On Sun, Jul 12, 2015 at 6:13 PM, Dennis Glatting <gnura...@pki2.com> wrote:

>
> If I remove most of the blocks from my graph with the result:
>
>   source --> dc block --> Preamble --> null
>
> with the statement:
>
>       return noutput_items;
>
> at the beginning of general_work() in Preamble, I have overflows and
> gr-perf-monitorx shows a thick red line from:
>
>  optimize_c0 -> hack_rf_source_c0 -> dc_blocker_cc0 --> Preamble
>
> with dc_blocker_cc0 depicted as a large blue square.
>
>
Hi Dennis,

The size (area) of the blue boxes is proportional to the amount of CPU a
block is using. The "darkness" and thickenss of lines are how full buffers
are. That indicates that DC blocker is using a lot of CPU and the buffers
in front of it are full because the blocks have done all of their work and
have filled their buffers before dc blocker can work on them.
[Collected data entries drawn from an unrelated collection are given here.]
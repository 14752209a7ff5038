//! Library entry for the `kumo_bridge` crate.
//!
//! Exposes the session engine for embedding and `inner_main` so the shim binary
//! can run the command-line interface.
#![cfg_attr(
    test,
    expect(clippy::indexing_slicing, reason = "This is not problematic in tests",)
)]

extern crate alloc;
extern crate core;

pub mod actions;
pub mod cli;
pub mod config;
pub mod device;
pub mod events;
pub mod mirror;
mod run;
pub mod session;

use std::sync::Once;

use eyre::Result;
use tracing::{Instrument as _, info};
use tracing_subscriber::{EnvFilter, fmt::time::ChronoLocal};

use cli::{Cli, Command, ConfigArgs, LogFormat};

pub use actions::ActionError;
pub use config::KumoConfig;
pub use events::{BridgeEvent, ConnectionStatus, Feedback, FeedbackKind, NameKind};
pub use session::SessionManager;

static INIT_TRACING: Once = Once::new();

fn init_tracing(log_format: LogFormat) {
    INIT_TRACING.call_once(move || {
        let builder = tracing_subscriber::fmt()
            .with_env_filter(
                EnvFilter::try_from_default_env().unwrap_or_else(|_| EnvFilter::new("info")),
            )
            .with_timer(ChronoLocal::rfc_3339())
            .with_writer(std::io::stderr);

        match log_format {
            LogFormat::Compact => builder.compact().init(),
            LogFormat::Json => builder.json().init(),
            LogFormat::Pretty => builder.pretty().init(),
        }
    });
}

/// The bridge's main function; called from the shim binary.
///
/// # Errors
///
/// Returns an error if the configuration cannot be loaded or the command fails.
pub async fn inner_main(invocation: Cli) -> Result<()> {
    let ConfigArgs { config, log_format } = match invocation.command {
        Command::Service(ref args)
        | Command::Status(ref args)
        | Command::Route { config: ref args, .. }
        | Command::Salvo { config: ref args, .. }
        | Command::Swap { config: ref args, .. } => args.clone(),
    };
    init_tracing(log_format);

    let span = tracing::info_span!("kumo.startup", config = ?config, version = env!("CARGO_PKG_VERSION"));

    async move {
        match invocation.command {
            Command::Service(_) => {
                info!("Starting bridge service");
                run::service(&config).await
            }
            Command::Status(_) => run::status(&config).await,
            Command::Route {
                destination,
                source,
                ..
            } => run::route(&config, destination, source).await,
            Command::Salvo { salvo, .. } => run::salvo(&config, salvo).await,
            Command::Swap {
                destination_a,
                destination_b,
                ..
            } => run::swap(&config, destination_a, destination_b).await,
        }
    }
    .instrument(span)
    .await
}
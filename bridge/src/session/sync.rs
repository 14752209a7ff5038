//! Bulk status synchronization after connect.
//!
//! Every route, name line and salvo name is read with its own request. Requests
//! are dispatched in plan order, each delayed by its position times the stagger
//! interval, because KUMO units stop answering when all of them arrive at once.

use core::time::Duration;

use futures::future;
use kumo_common::{Line, ParamId, ParamValue, Port, SALVO_COUNT};
use tokio::time::sleep;
use tracing::{debug, info};

use super::{SessionContext, SessionError};
use crate::device::DeviceError;

/// One parameter read of the bulk sync.
#[derive(Debug, Clone, Copy, PartialEq, Eq)]
pub(crate) enum Fetch {
    Route { destination: u32 },
    Name { port: Port, index: u32, line: Line },
    SalvoName { index: u32 },
}

impl Fetch {
    pub(crate) const fn param(self) -> ParamId {
        match self {
            Self::Route { destination } => ParamId::DestinationStatus(destination),
            Self::Name { port, index, line } => ParamId::Name { port, index, line },
            Self::SalvoName { index } => ParamId::Salvo(index),
        }
    }
}

/// Ordered fetch list: per destination its route and both name lines, then both
/// name lines per source, then every salvo name.
pub(crate) fn fetch_plan(destinations: u32, sources: u32) -> Vec<Fetch> {
    let mut plan = Vec::new();
    for destination in 1..=destinations {
        plan.push(Fetch::Route { destination });
        plan.extend(Line::BOTH.map(|line| Fetch::Name {
            port: Port::Destination,
            index: destination,
            line,
        }));
    }
    for source in 1..=sources {
        plan.extend(Line::BOTH.map(|line| Fetch::Name {
            port: Port::Source,
            index: source,
            line,
        }));
    }
    plan.extend((1..=SALVO_COUNT).map(|index| Fetch::SalvoName { index }));
    plan
}

/// Delay before dispatching the fetch at `position`.
fn dispatch_delay(interval: Duration, position: usize) -> Duration {
    interval.saturating_mul(u32::try_from(position).unwrap_or(u32::MAX))
}

fn unexpected(param: ParamId, value: ParamValue) -> SessionError {
    SessionError::Fetch {
        param,
        source: DeviceError::UnexpectedValue { param, value },
    }
}

/// Source of a route reading, if it names one of the router's `sources`.
fn routed_source(value: &ParamValue, sources: u32) -> Option<u32> {
    value.as_index().filter(|&source| source <= sources)
}

/// Apply a fetched value to the mirror. Stale generations are dropped by the mirror itself.
fn apply(ctx: &SessionContext, fetch: Fetch, value: ParamValue) -> Result<(), SessionError> {
    let param = fetch.param();
    match fetch {
        Fetch::Route { destination } => {
            let source = routed_source(&value, ctx.config.device.source_count())
                .ok_or_else(|| unexpected(param, value.clone()))?;
            ctx.mirror.set_route(ctx.generation, destination, source);
        }
        Fetch::Name { port, index, line } => {
            let text = value.as_text().ok_or_else(|| unexpected(param, value.clone()))?;
            ctx.mirror.set_name(ctx.generation, port, index, line, text);
        }
        Fetch::SalvoName { index } => {
            let name = value
                .as_salvo_name()
                .ok_or_else(|| unexpected(param, value.clone()))?;
            ctx.mirror.set_salvo_name(ctx.generation, index, name);
        }
    }
    Ok(())
}

/// Wait out the dispatch delay, then read one parameter unless the session went stale meanwhile.
async fn run_fetch(ctx: &SessionContext, fetch: Fetch, delay: Duration) -> Result<(), SessionError> {
    tokio::select! {
        () = ctx.token.cancelled() => return Err(SessionError::Stale),
        () = sleep(delay) => {}
    }
    if !ctx.is_current() {
        return Err(SessionError::Stale);
    }

    let param = fetch.param();
    let value = tokio::select! {
        () = ctx.token.cancelled() => return Err(SessionError::Stale),
        res = ctx.device.get(param, ctx.config.timing.fetch_timeout()) => {
            res.map_err(|source| SessionError::Fetch { param, source })?
        }
    };
    debug!(%param, %value, "Fetched");
    apply(ctx, fetch, value)
}

/// Populate the mirror for the whole crosspoint.
///
/// Succeeds only when every fetch succeeded; the first failure cancels the rest.
pub(crate) async fn synchronize(ctx: &SessionContext) -> Result<(), SessionError> {
    let plan = fetch_plan(
        ctx.config.device.destination_count(),
        ctx.config.device.source_count(),
    );
    let interval = ctx.config.timing.stagger_interval();
    info!(fetches = plan.len(), ?interval, "Synchronizing router state");

    let fetches = plan
        .into_iter()
        .enumerate()
        .map(|(position, fetch)| run_fetch(ctx, fetch, dispatch_delay(interval, position)));
    future::try_join_all(fetches).await?;
    Ok(())
}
1.6ms is a long time to be working on samples when your incoming rate is
10Msps.

There's a number of ways to proceed. You can use offset tuning to remove
the DC spike (I can't remember hackrf's input bandwidth so this may or may
not be realistic), use some other method for DC removal, or try to optimize
whatever might be taking a while in the dc_blocker. (I suggest a dynamic
analysis tool like kcachegrind, AMD Code Analyst, or Intel vTune)

A quick glance at the code makes me suspicious off the deque that is used
in a for loop in work. Time for my wild speculation: it's possible there is
some dynamic allocation/dellocation gone wild with the way this deque is
implemented combined with this usgae. It seems like a fixed length buffer
(or a deque/vector with overwriting/manual pointer management) would be
sufficient as long as you're willing to do the pointer math. It's worth
looking at how other blocks might be keeping internal vectors of samples
and possibly doing the dynamic code analysis to confirm it is the deque.